That overdue gold-stock correction last summer was fast and furious in August, with the HUI plunging a blistering 22.0% in less than a month!  That was totally normal.  The gold stocks then spent September consolidating and bottoming, typical staging for their next upleg.  But then out of the blue they got walloped by an extreme event.  Gold futures suffered a mass stopping as key gold support near $1300 failed to hold.

Gold’s resulting extreme 3.3% down day in early October sucked in the gold stocks, which saw their own stop-loss-triggered cascading selling.  The HUI plummeted 10.1% in a single trading day, spawning incredibly-bearish psychology!  But that September consolidation before the early-October plunge would start forming the upper resistance line of the giant triangle consolidation pattern finally nearing maturity today.

After that extreme anomaly, the gold stocks soon started grinding higher again along the HUI’s key 200-day moving average.  200dmas are usually the strongest support lines in ongoing bull markets.  Then unbelievably gold suffered another extreme anomaly.  After Trump’s surprise election win, stock investors started jettisoning gold-ETF shares like crazy on the sharp Trumphoria stock-market rally.  Gold plunged again.

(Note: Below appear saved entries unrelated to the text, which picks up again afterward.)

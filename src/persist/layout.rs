//! Output directory layout.
//!
//! ```text
//! <base>/
//!   metadata.json
//!   current/listings.json
//!   current/summary.json
//!   historical/YYYY/MM/listings_YYYYMMDD.json
//!   historical/YYYY/MM/summary_YYYYMMDD.json
//! ```

use std::path::{Path, PathBuf};

use chrono::{DateTime, Utc};

const CURRENT_DIR: &str = "current";
const HISTORICAL_DIR: &str = "historical";
const METADATA_FILE: &str = "metadata.json";

/// Default output directory.
pub const DEFAULT_OUTPUT_DIR: &str = "public/data";

/// Resolves output paths under a base directory.
#[derive(Debug, Clone, PartialEq, Eq)]
pub struct OutputLayout {
    base_dir: PathBuf,
}

impl OutputLayout {
    /// Creates a layout rooted at `base_dir`.
    pub fn new(base_dir: impl Into<PathBuf>) -> Self {
        Self {
            base_dir: base_dir.into(),
        }
    }

    /// Root of the layout.
    #[must_use]
    pub fn base_dir(&self) -> &Path {
        &self.base_dir
    }

    /// Latest listings document.
    #[must_use]
    pub fn current_listings(&self) -> PathBuf {
        self.base_dir.join(CURRENT_DIR).join("listings.json")
    }

    /// Latest summary document.
    #[must_use]
    pub fn current_summary(&self) -> PathBuf {
        self.base_dir.join(CURRENT_DIR).join("summary.json")
    }

    /// Dated listings snapshot for the day of `at`.
    #[must_use]
    pub fn historical_listings(&self, at: DateTime<Utc>) -> PathBuf {
        self.base_dir.join(historical_relative(at, "listings"))
    }

    /// Dated summary snapshot for the day of `at`.
    #[must_use]
    pub fn historical_summary(&self, at: DateTime<Utc>) -> PathBuf {
        self.base_dir.join(historical_relative(at, "summary"))
    }

    /// Index of historical snapshots.
    #[must_use]
    pub fn metadata(&self) -> PathBuf {
        self.base_dir.join(METADATA_FILE)
    }
}

/// `historical/YYYY/MM/<stem>_YYYYMMDD.json`, always `/`-separated so the
/// metadata index reads the same on every platform.
#[must_use]
pub fn historical_relative(at: DateTime<Utc>, stem: &str) -> String {
    format!(
        "{HISTORICAL_DIR}/{}/{stem}_{}.json",
        at.format("%Y/%m"),
        at.format("%Y%m%d")
    )
}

And naturally the HUI followed, as gold miners’ profits and hence ultimately stock prices are leveraged to underlying moves in gold prices.  After that the gold stocks started consolidating again in November, until they were hit by a mind-boggling third anomalous event after just suffering two in two months.  The gold stocks dropped with gold in mid-December on 2017 Fed-rate-hike projections being more hawkish than expected.

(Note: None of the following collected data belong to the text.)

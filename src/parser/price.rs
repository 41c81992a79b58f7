//! Price and shipping-cost parsing.

use tracing::{trace, warn};

/// Shipping phrases meaning the cost is not known up front.
const UNSPECIFIED_SHIPPING_MARKERS: [&str; 3] = ["varies", "not specified", "see details"];

/// Parses a currency string into an amount.
///
/// Every character that is not an ASCII digit or `.` is stripped before
/// parsing, so currency symbols, thousands separators and surrounding words
/// are ignored. Returns `0.0` (and logs a warning) when nothing parseable
/// remains, e.g. for empty input, ranges such as `"$20.00 to $30.00"` or
/// text without digits.
///
/// # Examples
///
/// ```
/// use scout_core::parser::parse_price;
///
/// assert_eq!(parse_price("$1,099.00"), 1099.0);
/// assert_eq!(parse_price("US $45.50"), 45.5);
/// assert_eq!(parse_price("garbage"), 0.0);
/// ```
#[must_use]
pub fn parse_price(text: &str) -> f64 {
    let cleaned: String = text
        .chars()
        .filter(|c| c.is_ascii_digit() || *c == '.')
        .collect();

    match cleaned.parse::<f64>() {
        Ok(value) if value.is_finite() => value,
        _ => {
            warn!(raw = %text, "failed to parse price, defaulting to 0.0");
            0.0
        }
    }
}

/// Parses a shipping fragment.
///
/// - contains "free" → `Some(0.0)`
/// - contains "varies", "not specified" or "see details" → `None`
/// - anything else → `Some(parse_price(text))`
///
/// The "free" check runs first, so `"Free shipping, see details"` is free.
///
/// # Examples
///
/// ```
/// use scout_core::parser::parse_shipping_cost;
///
/// assert_eq!(parse_shipping_cost("Free shipping"), Some(0.0));
/// assert_eq!(parse_shipping_cost("Shipping varies"), None);
/// assert_eq!(parse_shipping_cost("+$12.50 shipping"), Some(12.5));
/// ```
#[must_use]
pub fn parse_shipping_cost(text: &str) -> Option<f64> {
    let lower = text.to_lowercase();
    if lower.contains("free") {
        trace!(raw = %text, "free shipping");
        return Some(0.0);
    }
    if UNSPECIFIED_SHIPPING_MARKERS
        .iter()
        .any(|marker| lower.contains(marker))
    {
        trace!(raw = %text, "shipping cost unspecified");
        return None;
    }
    Some(parse_price(text))
}

/// Rounds an amount to whole cents.
#[must_use]
pub fn round_cents(value: f64) -> f64 {
    (value * 100.0).round() / 100.0
}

That rare gold-futures mass stopping, the never-before-witnessed Trumphoria stock-market surge that was contrary to all pre-election expectations if Trump actually won, and the hawkish Fed ballooned that healthy gold-stock correction to a freakishly-large 42.5% in 4.4 months!  But as soon as those extreme gold-selling anomalies stopped materializing, gold stocks were quick to bottom decisively in December.

They briefly consolidated low, starting to form the lower support line of that triangle consolidation chart pattern of such great interest today.  After being beaten to such super-low levels relative to prevailing gold prices, the HUI took off like a rocket in a major new upleg.  By early February, the gold stocks had surged 35.5% in just 7 weeks on a mere 10.0% gold rally.  That was strong 3.6x upside leverage to gold!

But that initial upleg surge stopped cold at the HUI’s 200dma.  When bull markets suffer unusually-large corrections thanks to anomalous events, technically-oriented traders’ perceptions can shift from seeing 200dmas as strong bull-market support to major overhead resistance.  Bulls aren’t believed to be back on track until decisive re-breakouts above 200dmas occur.  That actually happened with gold itself in mid-April!

So the HUI was repelled at its 200dma in mid-February, solidifying the upper resistance line of this triangle consolidation chart pattern.  Then gold stocks retreated from mid-February to mid-March, as Fed-rate-hike fears flared again among gold-futures speculators.  These guys dominate short-term gold price action, and are irrationally scared of Fed-rate-hike cycles even though gold has thrived during them historically.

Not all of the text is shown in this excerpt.